- Exercise goal -
Read through the entries below and copy each line where "nstages" turns up.

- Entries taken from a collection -
-- Opening Marker --

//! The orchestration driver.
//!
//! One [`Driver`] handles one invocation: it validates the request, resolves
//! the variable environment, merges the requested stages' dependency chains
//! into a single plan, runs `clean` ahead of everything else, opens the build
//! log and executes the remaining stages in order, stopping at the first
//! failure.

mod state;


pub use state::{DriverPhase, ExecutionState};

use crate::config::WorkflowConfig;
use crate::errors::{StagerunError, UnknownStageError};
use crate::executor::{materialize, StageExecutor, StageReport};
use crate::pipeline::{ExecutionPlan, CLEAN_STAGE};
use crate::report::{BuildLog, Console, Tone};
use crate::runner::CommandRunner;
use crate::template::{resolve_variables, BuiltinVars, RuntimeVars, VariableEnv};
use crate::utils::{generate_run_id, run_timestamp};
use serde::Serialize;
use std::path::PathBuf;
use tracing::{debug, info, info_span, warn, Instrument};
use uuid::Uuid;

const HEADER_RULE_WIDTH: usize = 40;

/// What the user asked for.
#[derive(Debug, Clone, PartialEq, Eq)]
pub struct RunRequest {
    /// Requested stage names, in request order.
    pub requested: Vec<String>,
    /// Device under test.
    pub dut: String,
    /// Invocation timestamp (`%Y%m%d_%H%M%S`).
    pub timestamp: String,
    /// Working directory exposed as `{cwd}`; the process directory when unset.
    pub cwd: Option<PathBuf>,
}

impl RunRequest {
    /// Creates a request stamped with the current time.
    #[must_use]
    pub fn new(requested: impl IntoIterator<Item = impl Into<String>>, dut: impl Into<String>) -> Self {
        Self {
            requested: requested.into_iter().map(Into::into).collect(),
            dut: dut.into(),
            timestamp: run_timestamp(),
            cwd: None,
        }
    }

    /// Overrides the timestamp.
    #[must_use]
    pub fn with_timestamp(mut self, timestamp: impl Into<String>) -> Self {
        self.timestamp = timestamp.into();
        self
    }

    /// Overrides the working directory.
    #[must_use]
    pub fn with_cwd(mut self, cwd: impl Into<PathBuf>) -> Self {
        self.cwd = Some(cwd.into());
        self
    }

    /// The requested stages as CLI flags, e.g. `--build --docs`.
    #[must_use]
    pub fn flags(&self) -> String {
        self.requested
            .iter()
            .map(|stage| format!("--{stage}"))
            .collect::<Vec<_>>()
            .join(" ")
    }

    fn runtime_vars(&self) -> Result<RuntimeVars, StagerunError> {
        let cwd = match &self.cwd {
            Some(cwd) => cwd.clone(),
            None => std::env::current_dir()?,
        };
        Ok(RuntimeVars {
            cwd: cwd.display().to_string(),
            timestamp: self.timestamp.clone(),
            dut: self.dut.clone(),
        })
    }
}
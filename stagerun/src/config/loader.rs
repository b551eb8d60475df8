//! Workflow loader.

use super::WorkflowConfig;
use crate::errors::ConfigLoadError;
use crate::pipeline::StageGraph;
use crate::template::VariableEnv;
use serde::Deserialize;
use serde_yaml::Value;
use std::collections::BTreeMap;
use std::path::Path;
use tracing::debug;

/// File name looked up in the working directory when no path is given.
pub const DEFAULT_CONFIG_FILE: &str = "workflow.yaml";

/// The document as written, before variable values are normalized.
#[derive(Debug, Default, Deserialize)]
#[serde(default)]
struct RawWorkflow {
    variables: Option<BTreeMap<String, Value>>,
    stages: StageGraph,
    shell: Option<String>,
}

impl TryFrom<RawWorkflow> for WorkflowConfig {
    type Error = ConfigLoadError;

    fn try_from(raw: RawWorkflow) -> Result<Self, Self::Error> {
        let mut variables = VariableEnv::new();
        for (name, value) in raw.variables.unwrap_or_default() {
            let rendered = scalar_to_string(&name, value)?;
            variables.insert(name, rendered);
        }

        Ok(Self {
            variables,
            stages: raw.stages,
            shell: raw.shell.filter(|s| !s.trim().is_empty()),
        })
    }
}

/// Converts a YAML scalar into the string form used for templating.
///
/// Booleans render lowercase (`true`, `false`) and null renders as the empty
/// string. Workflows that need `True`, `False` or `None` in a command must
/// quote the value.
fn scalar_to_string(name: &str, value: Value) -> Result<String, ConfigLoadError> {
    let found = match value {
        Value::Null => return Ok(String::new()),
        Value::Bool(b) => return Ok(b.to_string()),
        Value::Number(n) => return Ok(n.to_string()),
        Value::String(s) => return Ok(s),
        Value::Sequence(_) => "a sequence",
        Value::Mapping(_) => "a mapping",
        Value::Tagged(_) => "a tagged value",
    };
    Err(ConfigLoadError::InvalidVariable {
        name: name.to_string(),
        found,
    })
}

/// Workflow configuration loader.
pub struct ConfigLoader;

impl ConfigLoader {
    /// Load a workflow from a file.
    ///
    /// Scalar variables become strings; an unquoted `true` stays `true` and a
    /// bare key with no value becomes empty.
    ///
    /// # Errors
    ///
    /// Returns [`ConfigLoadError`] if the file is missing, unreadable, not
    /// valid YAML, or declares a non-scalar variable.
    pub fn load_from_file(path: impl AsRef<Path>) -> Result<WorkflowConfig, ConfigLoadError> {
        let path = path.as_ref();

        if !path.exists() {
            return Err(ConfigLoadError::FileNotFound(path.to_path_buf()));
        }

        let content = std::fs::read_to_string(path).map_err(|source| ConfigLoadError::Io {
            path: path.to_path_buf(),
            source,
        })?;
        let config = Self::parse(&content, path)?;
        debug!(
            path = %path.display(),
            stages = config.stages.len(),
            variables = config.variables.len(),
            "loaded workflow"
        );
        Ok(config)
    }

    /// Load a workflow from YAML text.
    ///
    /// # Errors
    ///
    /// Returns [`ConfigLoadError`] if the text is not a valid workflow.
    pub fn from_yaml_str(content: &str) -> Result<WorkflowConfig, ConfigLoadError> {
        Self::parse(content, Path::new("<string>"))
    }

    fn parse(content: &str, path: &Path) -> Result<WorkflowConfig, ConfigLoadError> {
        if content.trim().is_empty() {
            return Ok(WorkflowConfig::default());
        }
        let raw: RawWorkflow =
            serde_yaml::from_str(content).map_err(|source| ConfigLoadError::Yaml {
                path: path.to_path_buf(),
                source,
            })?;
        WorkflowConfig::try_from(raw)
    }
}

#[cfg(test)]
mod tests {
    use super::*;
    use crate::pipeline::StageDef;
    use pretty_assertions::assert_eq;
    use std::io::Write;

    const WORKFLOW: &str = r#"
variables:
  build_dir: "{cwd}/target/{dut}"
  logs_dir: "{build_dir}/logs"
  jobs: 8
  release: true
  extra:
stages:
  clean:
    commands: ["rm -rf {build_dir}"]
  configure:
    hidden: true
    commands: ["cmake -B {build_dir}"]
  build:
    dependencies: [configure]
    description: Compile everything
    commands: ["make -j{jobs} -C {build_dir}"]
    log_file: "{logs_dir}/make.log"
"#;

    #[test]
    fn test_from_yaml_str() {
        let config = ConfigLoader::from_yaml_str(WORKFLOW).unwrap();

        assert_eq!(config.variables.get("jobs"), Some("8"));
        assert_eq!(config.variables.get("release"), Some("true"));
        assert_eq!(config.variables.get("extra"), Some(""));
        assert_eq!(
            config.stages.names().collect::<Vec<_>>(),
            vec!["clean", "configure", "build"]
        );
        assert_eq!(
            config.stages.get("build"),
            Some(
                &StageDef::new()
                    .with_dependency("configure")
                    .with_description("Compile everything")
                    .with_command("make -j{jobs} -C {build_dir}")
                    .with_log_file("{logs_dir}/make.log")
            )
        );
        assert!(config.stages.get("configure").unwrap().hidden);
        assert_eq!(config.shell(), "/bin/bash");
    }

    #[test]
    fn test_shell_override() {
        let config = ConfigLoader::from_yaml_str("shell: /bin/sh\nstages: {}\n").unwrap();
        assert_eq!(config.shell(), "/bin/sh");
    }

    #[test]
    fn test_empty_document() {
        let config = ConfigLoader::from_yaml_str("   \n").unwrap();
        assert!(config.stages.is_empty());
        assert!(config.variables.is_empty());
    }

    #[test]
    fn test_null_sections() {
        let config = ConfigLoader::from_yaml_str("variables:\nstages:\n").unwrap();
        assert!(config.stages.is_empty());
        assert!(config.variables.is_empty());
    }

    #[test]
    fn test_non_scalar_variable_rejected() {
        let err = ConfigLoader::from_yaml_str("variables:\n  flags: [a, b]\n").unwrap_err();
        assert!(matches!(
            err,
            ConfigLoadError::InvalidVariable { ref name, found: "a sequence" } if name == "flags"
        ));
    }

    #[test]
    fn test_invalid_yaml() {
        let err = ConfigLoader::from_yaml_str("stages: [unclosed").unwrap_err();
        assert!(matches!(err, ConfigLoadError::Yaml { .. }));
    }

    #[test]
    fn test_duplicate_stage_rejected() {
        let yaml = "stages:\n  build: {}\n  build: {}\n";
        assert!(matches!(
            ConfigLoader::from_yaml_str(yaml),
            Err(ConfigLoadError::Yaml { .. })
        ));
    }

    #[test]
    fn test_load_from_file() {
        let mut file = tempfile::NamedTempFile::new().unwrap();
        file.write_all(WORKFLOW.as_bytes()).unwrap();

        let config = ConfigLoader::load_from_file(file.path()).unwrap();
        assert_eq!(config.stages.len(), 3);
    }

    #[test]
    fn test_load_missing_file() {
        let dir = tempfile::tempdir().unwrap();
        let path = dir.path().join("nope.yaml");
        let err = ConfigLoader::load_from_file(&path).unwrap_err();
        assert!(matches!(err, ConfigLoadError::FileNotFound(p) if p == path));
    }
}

-- Closing Marker --
-- Opening Marker --

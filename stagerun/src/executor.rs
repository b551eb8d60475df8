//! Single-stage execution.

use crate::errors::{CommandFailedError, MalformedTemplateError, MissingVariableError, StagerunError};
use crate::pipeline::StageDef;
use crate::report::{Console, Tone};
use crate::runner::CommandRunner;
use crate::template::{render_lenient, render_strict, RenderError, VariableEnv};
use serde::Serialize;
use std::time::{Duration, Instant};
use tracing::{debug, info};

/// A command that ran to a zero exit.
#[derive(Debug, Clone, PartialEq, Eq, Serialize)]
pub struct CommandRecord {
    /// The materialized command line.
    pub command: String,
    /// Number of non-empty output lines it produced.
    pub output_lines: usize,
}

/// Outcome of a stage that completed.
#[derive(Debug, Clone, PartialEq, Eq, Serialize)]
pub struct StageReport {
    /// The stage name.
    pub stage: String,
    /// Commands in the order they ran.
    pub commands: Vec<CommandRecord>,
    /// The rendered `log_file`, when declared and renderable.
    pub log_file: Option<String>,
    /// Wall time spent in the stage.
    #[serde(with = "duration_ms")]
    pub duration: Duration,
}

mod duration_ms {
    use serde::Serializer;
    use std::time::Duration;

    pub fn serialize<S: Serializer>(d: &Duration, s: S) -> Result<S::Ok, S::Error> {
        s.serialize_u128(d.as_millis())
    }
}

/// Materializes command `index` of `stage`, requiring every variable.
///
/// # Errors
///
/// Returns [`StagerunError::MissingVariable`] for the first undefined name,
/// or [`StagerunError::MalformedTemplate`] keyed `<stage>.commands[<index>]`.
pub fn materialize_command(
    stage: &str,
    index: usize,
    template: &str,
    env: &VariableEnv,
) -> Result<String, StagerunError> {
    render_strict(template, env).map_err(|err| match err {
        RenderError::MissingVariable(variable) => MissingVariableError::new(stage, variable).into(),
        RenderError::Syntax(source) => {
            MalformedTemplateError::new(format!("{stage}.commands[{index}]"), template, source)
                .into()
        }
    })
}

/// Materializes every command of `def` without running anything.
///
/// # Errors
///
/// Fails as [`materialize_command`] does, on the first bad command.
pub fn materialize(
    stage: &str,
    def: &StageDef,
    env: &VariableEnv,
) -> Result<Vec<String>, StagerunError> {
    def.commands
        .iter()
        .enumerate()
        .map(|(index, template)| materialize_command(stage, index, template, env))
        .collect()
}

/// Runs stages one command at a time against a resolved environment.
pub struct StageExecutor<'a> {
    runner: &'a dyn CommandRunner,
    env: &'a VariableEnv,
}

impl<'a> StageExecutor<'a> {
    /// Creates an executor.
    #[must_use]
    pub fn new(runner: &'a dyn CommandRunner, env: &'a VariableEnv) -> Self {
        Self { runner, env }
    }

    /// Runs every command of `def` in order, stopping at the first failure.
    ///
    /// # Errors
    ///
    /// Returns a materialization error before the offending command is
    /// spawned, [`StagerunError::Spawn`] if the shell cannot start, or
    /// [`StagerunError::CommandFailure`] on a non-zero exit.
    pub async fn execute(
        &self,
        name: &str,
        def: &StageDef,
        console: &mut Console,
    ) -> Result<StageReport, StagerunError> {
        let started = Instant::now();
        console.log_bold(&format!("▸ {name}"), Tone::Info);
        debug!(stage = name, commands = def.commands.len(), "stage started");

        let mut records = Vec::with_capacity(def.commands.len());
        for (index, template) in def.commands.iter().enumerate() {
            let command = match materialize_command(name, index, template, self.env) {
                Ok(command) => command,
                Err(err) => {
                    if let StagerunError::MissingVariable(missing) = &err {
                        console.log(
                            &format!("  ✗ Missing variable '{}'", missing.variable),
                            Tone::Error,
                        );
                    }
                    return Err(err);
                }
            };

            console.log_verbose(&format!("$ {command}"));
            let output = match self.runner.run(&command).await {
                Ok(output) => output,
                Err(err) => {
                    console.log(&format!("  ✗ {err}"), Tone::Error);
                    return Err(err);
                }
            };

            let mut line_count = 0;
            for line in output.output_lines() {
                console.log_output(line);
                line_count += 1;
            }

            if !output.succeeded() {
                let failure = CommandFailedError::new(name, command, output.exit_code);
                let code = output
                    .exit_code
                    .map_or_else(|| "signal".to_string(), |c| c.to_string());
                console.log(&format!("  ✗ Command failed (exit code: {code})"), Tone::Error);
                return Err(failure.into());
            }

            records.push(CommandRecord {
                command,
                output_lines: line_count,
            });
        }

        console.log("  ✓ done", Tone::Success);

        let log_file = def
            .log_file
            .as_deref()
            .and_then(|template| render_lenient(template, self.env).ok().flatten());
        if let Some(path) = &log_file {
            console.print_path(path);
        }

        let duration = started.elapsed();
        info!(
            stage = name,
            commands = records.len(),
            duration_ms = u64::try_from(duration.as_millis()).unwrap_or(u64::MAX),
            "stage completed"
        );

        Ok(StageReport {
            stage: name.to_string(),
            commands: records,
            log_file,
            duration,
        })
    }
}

-- Closing Marker --

- The answer -
        let config = ConfigLoader::from_yaml_str("shell: /bin/sh\nstages: {}\n").unwrap();
        let config = ConfigLoader::from_yaml_str("variables:\nstages:\n").unwrap();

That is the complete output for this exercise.